Stored items from a collection:
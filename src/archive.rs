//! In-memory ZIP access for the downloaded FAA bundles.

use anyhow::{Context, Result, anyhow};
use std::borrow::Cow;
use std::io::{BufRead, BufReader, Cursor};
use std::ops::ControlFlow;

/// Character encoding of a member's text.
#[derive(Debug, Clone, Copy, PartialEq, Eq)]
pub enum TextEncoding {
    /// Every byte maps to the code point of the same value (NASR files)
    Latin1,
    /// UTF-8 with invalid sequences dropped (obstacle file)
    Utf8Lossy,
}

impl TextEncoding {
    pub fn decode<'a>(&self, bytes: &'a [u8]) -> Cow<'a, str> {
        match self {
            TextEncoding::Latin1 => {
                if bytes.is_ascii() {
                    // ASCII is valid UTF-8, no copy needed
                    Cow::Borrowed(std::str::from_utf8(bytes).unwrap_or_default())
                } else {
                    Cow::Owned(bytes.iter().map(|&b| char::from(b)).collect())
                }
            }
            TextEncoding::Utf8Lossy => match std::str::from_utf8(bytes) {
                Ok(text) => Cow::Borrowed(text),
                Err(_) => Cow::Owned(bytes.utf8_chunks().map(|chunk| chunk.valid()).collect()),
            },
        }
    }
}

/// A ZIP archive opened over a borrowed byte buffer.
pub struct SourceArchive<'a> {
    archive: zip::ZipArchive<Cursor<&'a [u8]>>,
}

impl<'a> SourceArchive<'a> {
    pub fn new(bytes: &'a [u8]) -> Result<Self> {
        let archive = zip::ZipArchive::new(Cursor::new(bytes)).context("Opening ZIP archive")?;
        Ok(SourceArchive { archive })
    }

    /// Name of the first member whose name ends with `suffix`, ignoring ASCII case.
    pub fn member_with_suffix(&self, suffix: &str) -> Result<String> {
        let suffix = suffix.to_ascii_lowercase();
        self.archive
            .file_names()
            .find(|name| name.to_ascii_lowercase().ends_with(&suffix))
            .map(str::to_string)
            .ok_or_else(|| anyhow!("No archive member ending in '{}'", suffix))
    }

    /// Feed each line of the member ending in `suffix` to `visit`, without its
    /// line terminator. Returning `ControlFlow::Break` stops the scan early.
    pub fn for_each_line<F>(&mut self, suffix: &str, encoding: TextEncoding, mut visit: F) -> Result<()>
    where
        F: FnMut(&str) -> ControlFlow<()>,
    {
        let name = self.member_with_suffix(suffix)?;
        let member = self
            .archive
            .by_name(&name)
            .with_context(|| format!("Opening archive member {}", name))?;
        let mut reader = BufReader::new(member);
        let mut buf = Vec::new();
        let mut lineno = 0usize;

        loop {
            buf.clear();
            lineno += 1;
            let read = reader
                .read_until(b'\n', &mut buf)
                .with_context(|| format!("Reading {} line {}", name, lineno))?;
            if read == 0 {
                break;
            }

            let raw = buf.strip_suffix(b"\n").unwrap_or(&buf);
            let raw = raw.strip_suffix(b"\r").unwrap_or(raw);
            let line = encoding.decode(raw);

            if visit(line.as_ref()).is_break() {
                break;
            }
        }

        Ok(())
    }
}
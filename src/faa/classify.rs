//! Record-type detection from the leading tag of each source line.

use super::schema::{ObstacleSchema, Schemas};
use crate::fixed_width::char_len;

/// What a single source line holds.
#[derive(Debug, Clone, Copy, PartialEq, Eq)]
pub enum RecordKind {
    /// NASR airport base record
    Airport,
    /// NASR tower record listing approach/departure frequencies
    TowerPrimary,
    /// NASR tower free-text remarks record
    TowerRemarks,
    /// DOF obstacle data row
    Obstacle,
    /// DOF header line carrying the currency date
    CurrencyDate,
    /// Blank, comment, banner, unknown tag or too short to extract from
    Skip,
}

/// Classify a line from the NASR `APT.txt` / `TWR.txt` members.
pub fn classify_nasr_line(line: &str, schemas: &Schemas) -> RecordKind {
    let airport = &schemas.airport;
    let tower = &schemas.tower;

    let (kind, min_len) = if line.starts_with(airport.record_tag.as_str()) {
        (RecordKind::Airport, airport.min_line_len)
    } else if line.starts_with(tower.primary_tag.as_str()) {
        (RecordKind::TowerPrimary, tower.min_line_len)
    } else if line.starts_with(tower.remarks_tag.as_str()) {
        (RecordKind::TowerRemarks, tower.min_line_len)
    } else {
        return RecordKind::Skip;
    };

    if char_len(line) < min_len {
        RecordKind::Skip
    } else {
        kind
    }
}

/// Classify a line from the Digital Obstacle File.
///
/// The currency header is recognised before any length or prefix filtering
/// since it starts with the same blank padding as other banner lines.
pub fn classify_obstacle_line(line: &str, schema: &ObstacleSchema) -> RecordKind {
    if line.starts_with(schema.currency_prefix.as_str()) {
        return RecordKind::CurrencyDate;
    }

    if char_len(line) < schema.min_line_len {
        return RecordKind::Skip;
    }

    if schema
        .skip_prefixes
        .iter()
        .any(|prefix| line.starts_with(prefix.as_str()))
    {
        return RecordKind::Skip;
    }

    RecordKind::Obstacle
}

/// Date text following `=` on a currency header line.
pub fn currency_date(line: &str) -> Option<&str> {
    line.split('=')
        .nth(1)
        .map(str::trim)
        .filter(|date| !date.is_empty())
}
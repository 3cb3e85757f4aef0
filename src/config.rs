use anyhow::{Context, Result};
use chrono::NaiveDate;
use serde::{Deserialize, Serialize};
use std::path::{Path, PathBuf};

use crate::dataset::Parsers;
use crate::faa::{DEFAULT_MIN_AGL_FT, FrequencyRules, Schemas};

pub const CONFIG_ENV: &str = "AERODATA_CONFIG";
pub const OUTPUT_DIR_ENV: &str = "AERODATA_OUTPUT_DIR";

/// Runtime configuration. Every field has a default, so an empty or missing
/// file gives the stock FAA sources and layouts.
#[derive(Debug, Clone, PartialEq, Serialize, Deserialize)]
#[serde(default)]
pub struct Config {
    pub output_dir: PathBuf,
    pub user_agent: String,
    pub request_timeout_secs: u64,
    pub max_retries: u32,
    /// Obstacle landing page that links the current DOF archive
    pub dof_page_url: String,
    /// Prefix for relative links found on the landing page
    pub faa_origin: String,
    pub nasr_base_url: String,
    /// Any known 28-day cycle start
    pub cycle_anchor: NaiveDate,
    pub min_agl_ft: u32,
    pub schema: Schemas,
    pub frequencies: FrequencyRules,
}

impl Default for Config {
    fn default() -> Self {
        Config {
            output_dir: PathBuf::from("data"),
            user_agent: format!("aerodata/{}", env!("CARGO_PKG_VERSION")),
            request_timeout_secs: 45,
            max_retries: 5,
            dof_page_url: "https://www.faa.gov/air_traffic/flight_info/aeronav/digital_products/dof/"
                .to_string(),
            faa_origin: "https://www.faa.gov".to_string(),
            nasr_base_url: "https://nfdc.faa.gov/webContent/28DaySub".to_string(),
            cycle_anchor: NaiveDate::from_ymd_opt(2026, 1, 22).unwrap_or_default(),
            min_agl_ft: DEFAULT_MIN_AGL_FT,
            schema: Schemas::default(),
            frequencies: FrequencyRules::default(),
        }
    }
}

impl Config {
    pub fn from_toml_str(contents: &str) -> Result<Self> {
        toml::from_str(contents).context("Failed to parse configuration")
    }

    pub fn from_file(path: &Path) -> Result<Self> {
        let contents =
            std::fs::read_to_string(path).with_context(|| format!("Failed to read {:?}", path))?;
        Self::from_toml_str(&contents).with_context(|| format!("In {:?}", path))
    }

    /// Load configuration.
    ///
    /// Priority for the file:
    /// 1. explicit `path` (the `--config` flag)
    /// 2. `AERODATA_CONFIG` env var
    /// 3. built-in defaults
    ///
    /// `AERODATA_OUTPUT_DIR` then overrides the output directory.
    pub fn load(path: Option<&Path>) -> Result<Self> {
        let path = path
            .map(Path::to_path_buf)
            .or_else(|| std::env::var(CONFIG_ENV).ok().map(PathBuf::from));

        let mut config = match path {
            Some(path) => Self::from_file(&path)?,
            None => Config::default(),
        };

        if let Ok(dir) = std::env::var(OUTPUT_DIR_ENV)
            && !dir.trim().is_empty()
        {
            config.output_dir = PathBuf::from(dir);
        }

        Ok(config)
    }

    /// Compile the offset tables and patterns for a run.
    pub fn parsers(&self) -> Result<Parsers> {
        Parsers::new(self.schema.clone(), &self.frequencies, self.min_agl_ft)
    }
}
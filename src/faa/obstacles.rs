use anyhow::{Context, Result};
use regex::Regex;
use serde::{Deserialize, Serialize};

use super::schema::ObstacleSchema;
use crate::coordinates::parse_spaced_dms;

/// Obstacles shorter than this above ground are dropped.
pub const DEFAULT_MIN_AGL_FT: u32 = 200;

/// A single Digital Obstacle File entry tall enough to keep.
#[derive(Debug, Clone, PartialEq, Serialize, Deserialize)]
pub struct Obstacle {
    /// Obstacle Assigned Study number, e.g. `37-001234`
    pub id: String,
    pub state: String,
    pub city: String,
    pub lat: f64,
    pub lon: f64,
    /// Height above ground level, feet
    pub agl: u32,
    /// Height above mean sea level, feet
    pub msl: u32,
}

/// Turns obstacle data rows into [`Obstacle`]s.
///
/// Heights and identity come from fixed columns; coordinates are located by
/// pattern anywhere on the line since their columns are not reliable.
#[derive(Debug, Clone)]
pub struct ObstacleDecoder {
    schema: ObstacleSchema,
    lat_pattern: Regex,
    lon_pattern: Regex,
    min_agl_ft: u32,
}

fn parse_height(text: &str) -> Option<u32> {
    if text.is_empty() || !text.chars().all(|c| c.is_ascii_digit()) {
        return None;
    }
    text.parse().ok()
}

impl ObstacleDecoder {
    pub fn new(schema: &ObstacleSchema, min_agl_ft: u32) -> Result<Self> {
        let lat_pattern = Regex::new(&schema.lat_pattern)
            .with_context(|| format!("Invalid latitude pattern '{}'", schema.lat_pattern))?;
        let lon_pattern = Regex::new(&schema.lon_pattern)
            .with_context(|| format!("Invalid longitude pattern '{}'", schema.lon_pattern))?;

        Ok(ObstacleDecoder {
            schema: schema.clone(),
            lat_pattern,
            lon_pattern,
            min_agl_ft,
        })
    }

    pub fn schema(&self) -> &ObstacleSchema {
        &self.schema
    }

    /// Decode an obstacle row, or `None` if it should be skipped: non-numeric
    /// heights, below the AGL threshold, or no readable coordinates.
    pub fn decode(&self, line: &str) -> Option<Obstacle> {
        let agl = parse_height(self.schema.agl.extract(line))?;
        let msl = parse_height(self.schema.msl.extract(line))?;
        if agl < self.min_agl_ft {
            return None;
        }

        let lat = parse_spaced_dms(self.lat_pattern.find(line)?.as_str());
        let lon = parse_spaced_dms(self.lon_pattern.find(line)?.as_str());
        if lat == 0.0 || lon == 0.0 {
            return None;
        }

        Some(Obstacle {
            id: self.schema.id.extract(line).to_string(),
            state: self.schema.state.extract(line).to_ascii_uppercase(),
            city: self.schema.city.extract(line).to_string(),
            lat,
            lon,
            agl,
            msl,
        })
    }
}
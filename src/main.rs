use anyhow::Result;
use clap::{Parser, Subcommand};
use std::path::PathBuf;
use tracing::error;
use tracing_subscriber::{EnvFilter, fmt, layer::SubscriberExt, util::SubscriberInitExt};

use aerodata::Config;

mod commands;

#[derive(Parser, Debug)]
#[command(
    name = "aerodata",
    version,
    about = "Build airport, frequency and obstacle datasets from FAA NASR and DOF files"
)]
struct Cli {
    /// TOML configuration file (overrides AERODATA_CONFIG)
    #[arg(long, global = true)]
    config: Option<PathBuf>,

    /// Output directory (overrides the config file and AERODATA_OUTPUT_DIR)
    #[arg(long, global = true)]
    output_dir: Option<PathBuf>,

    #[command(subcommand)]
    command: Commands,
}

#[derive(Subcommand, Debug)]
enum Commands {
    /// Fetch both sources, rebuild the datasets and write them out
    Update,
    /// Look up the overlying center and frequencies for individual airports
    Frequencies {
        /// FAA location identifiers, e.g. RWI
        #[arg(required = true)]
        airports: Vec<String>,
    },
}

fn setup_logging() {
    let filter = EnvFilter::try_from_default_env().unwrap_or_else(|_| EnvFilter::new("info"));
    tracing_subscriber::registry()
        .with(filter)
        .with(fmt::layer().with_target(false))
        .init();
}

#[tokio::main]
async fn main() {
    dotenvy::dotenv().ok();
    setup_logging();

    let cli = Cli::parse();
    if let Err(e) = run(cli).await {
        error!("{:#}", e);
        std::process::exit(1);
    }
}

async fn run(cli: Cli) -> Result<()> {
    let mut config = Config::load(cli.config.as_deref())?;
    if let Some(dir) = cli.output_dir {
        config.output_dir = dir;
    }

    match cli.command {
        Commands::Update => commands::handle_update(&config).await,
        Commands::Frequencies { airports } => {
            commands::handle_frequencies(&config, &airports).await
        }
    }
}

Problem to solve:
Within the data above, the span starting at the line containing "pub enum RecordKind" and ending at the line containing "else if line.starts_with(tower.primary_tag.as_str())" is to be retyped exactly, with no other lines.

Result of this exercise:
pub enum RecordKind {
    /// NASR airport base record
    Airport,
    /// NASR tower record listing approach/departure frequencies
    TowerPrimary,
    /// NASR tower free-text remarks record
    TowerRemarks,
    /// DOF obstacle data row
    Obstacle,
    /// DOF header line carrying the currency date
    CurrencyDate,
    /// Blank, comment, banner, unknown tag or too short to extract from
    Skip,
}

/// Classify a line from the NASR `APT.txt` / `TWR.txt` members.
pub fn classify_nasr_line(line: &str, schemas: &Schemas) -> RecordKind {
    let airport = &schemas.airport;
    let tower = &schemas.tower;

    let (kind, min_len) = if line.starts_with(airport.record_tag.as_str()) {
        (RecordKind::Airport, airport.min_line_len)
    } else if line.starts_with(tower.primary_tag.as_str()) {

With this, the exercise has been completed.